Emission Characteristics of a Premixed Cyclic-Periodical- Mixing Combustor Operated With Hydrogen-Natural Gas Fuel Mixtures

摘要

The concept of the cyclic periodical mixing combustion process (Kalb, and Sattelmayer, 2004, "Lean Blowout Limit and NO_x-Production of a Premixed Sub-ppm-NO_x Burner With Periodic Flue Gas Recirculation," Proceedings of the ASME Turbo Expo 2004, Paper No. GT2004-53410; Kalb, and Sattelmayer, 2006, "Lean Blowout Limit and NO_x-Production of a Premixed Sub-ppm-NO_x Burner With Periodic Recirculation of Combustion Products, " ASME J. Eng. Gas Turbines Power, 128(2), pp. 247-254) for the extension of the lean blowout limit had been implemented in an atmospheric experimental combustor for testing with both external perfect (Briickner-Kalb, Hirsch, and Sattelmayer, 2006, "Operation Characteristics of a Premixed Sub-ppm NO_x Burner With Periodical Recirculation of Combustion Products, " Proceedings of the ASME Turbo Expo 2006, Paper No. GT2006-90072) and technical (Brueckner-Kalb, Napravnik, Hirsch, and Sattelmayer, 2007, "Development of a Fuel-Air Premixer for a Sub-ppm NO_x Burner," Proceedings of the ASME Turbo Expo 2007, Paper No. GT2007-27779) premixing of reactants. It had been tested with natural gas and has now been tested with a mixture of 70%_(vol) of hydrogen and 30%)_(vol) of natural gas (98% CH_4) as fuel.
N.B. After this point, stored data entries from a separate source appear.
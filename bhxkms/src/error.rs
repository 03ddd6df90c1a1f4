// Copyright (C) 2020-2026  The Blockhouse Technology Limited (TBTL).
//
// This program is free software: you can redistribute it and/or modify it
// under the terms of the GNU Affero General Public License as published by
// the Free Software Foundation, either version 3 of the License, or (at your
// option) any later version.
//
// This program is distributed in the hope that it will be useful, but
// WITHOUT ANY WARRANTY; without even the implied warranty of MERCHANTABILITY
// or FITNESS FOR A PARTICULAR PURPOSE.  See the GNU Affero General Public
// License for more details.
//
// You should have received a copy of the GNU Affero General Public License
// along with this program.  If not, see <https://www.gnu.org/licenses/>.

//! This module defines the error values returned by the crate API.

/// Error type used across the crate API.
#[derive(strum_macros::Display, Debug, PartialEq, Clone)]
pub enum XkmsError {
    /// The trust service does not recognize the requested trust domain.
    #[strum(to_string = "Trust domain not found")]
    TrustDomainNotFound,
    /// The trust service reported at least one inspected key binding as not
    /// valid. Carries all invalid reason URIs accumulated so far, ending with
    /// the reasons of the failing binding.
    #[strum(to_string = "Certificate validation failed: {0}")]
    ValidationFailed(InvalidReasons),
    /// Revocation data was requested but the trust service response did not
    /// carry it. This is a violation of the protocol contract by the server,
    /// not a verdict on the certificate chain.
    #[strum(to_string = "Revocation data not found in the trust service response")]
    RevocationDataNotFound,
    /// More than one message extension kind was supplied for a single
    /// request. See [`ValidationOptions`][crate::ValidationOptions] for the
    /// extension slot rules.
    #[strum(to_string = "Conflicting message extensions supplied for a single request")]
    ConflictingExtensions,
    /// Error when encoding request material (e.g. a certificate) to DER.
    #[strum(to_string = "Failed to encode request material")]
    Encoding,
    /// The transport collaborator failed to deliver the request or the
    /// response. The underlying transport error is preserved as the source.
    #[strum(to_string = "Transport failure")]
    Transport,
}

impl bherror::BhError for XkmsError {}

/// The [`bherror::Result`] type with the error type of
/// [`XkmsError`], used throughout this crate.
pub type Result<T> = bherror::Result<T, XkmsError>;

/// Append-only accumulator of invalid reason URIs reported by the trust
/// service.
///
/// The accumulator is owned by the caller and passed to each
/// [`validate`][crate::XkmsClient::validate] call. Reasons accumulate across
/// calls for as long as the caller keeps the same instance; callers that need
/// per-call isolation should use a fresh instance per validation.
#[derive(Debug, Clone, Default, PartialEq, Eq)]
pub struct InvalidReasons(Vec<String>);

impl InvalidReasons {
    /// Create an empty accumulator.
    pub fn new() -> Self {
        Self::default()
    }

    /// Append the given reason URIs, preserving their order.
    pub fn append<I, S>(&mut self, reasons: I)
    where
        I: IntoIterator<Item = S>,
        S: Into<String>,
    {
        self.0.extend(reasons.into_iter().map(Into::into));
    }

    /// All accumulated reason URIs, oldest first.
    pub fn reasons(&self) -> &[String] {
        &self.0
    }

    /// Whether no reasons have been accumulated.
    pub fn is_empty(&self) -> bool {
        self.0.is_empty()
    }
}

impl std::fmt::Display for InvalidReasons {
    fn fmt(&self, f: &mut std::fmt::Formatter<'_>) -> std::fmt::Result {
        write!(f, "{}", self.0.join(", "))
    }
}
With natural gas the NO_x emissions are unaffected by the limited technical premixing quality, as long as the air preheat is in the design range of the premixers (Briickner-Kalb, Napravnik, Hirsch, and Sattelmayer, 2007, "Development of a Fuel-Air Premixer for a Sub-ppm NO_x Burner, " Proceedings of the ASME Turbo Expo 2007, Paper No. GT2007-27779). Then, for adiabatic flame temperatures of up to 1630 K NO_x emissions are below 1 ppm(v) with CO emissions below 8 ppm(v) in the whole operation range of the test combustor (15% O_2, dry). With the "70%_(vol)H)_2-30%_(vol)CH_4" mixture the NO_x emissions increase by nearly one order of magnitude. Then, NO_x emissions below 7 ppm(v) (15% O_2, dry) are achieved for adiabatic flame temperatures of up to 1600 K. They approach the 1 ppm(v) level only for flame temperatures below 1450 K. CO emissions are below 4 ppm(v). The reason for the increase in the NO_x emissions is the higher reactivity of the mixture, which leads to earlier ignition in zones of still elevated unmixedness of reactants near the premixer-injector exits. This effect was investigated by chemical reactor network simulations analyzing a pressure effect and an additional chemical effect of hydrogen combustion on NO_x formation.